A: If you went to a meeting on HIV/AIDS, you would find there would be 15 presentations of randomized controlled trials showing efficacy. You go to SHEA and I would be surprised if there are 10 randomized trials and there may be only one or two, and that's because even though HAIs are the sixth leading cause of death in the U.S., there is not much funding in general to do the research we need to do. Unlike drugs that might make millions or billions, most innovations or technologies don't generate near as much profit so companies are not willing to conduct multi-million dollar studies. There has not been much in the way of NIH support for research for HAIs because they look at that as practical rather than basic research.
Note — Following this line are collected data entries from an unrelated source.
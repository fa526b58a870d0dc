//! Process-wide queue metadata cache with upsert semantics.

use dashmap::DashMap;
use std::sync::Arc;

use crate::messaging::QueueInfo;

/// Last known state of each queue, keyed by queue name
#[derive(Debug, Clone, Default)]
pub struct QueueCache {
    entries: Arc<DashMap<String, QueueInfo>>,
}

impl QueueCache {
    pub fn new() -> Self {
        Self::default()
    }

    pub fn get(&self, queue_name: &str) -> Option<QueueInfo> {
        self.entries.get(queue_name).map(|entry| entry.clone())
    }

    /// Insert or replace the entry for `info.queue_name`
    pub fn upsert(&self, info: QueueInfo) {
        self.entries.insert(info.queue_name.clone(), info);
    }

    pub fn remove(&self, queue_name: &str) -> Option<QueueInfo> {
        self.entries.remove(queue_name).map(|(_, info)| info)
    }

    pub fn len(&self) -> usize {
        self.entries.len()
    }

    pub fn is_empty(&self) -> bool {
        self.entries.is_empty()
    }
}

#[cfg(test)]
mod tests {
    use super::*;
    use std::time::Duration;

    fn info(visibility: u64) -> QueueInfo {
        QueueInfo {
            queue_name: "orders_my_topic".to_string(),
            queue_ref: "memory://queues/orders_my_topic".to_string(),
            visibility_timeout: Duration::from_secs(visibility),
        }
    }

    #[test]
    fn test_upsert_replaces() {
        let cache = QueueCache::new();
        cache.upsert(info(30));
        cache.upsert(info(60));

        assert_eq!(cache.len(), 1);
        assert_eq!(
            cache.get("orders_my_topic").map(|i| i.visibility_timeout),
            Some(Duration::from_secs(60))
        );
        assert!(cache.remove("orders_my_topic").is_some());
        assert!(cache.is_empty());
    }
}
The CDC, which is funding us in other studies, has nowhere near the research resources of NIH. It's a difficult financial time to make those pleas, but we need sufficient research funds to design appropriate multicenter trials through SHEA or through other investigators to answer critical questions in infection prevention and control -- to demonstrate if what we think works does actually work or doesnt work. Obviously SHEA is working through its research group to do that, the CDC, through its Epicenter has done that, but we really need many more research efforts. I don't think it's a lack of expertise, because who knows better how to design studies than hospital epidemiologists? It's really a lack of resources to conduct the studies. I don't criticize the investigators at all and I'm not entirely critical of the companies because many of them are small and don't have the resources. I am, however, critical of our political system for not providing the resources for what is a major public health hazard that would allow us to base what we do on science. All of us need to read the studies and be critical reviewers of the literature and insist on proper scientific studies to change practice. At the same time, once the scientific evidence shows it works, we need to be more prepared to immediately integrate it into our armamentarium against HAIS and to push it through our systems to get the funds and training to introduce those new technologies and systems. There's no question, however, that we are doing much better than we have done in the past and we've seen a significant and dramatic reduction in HAIs over time.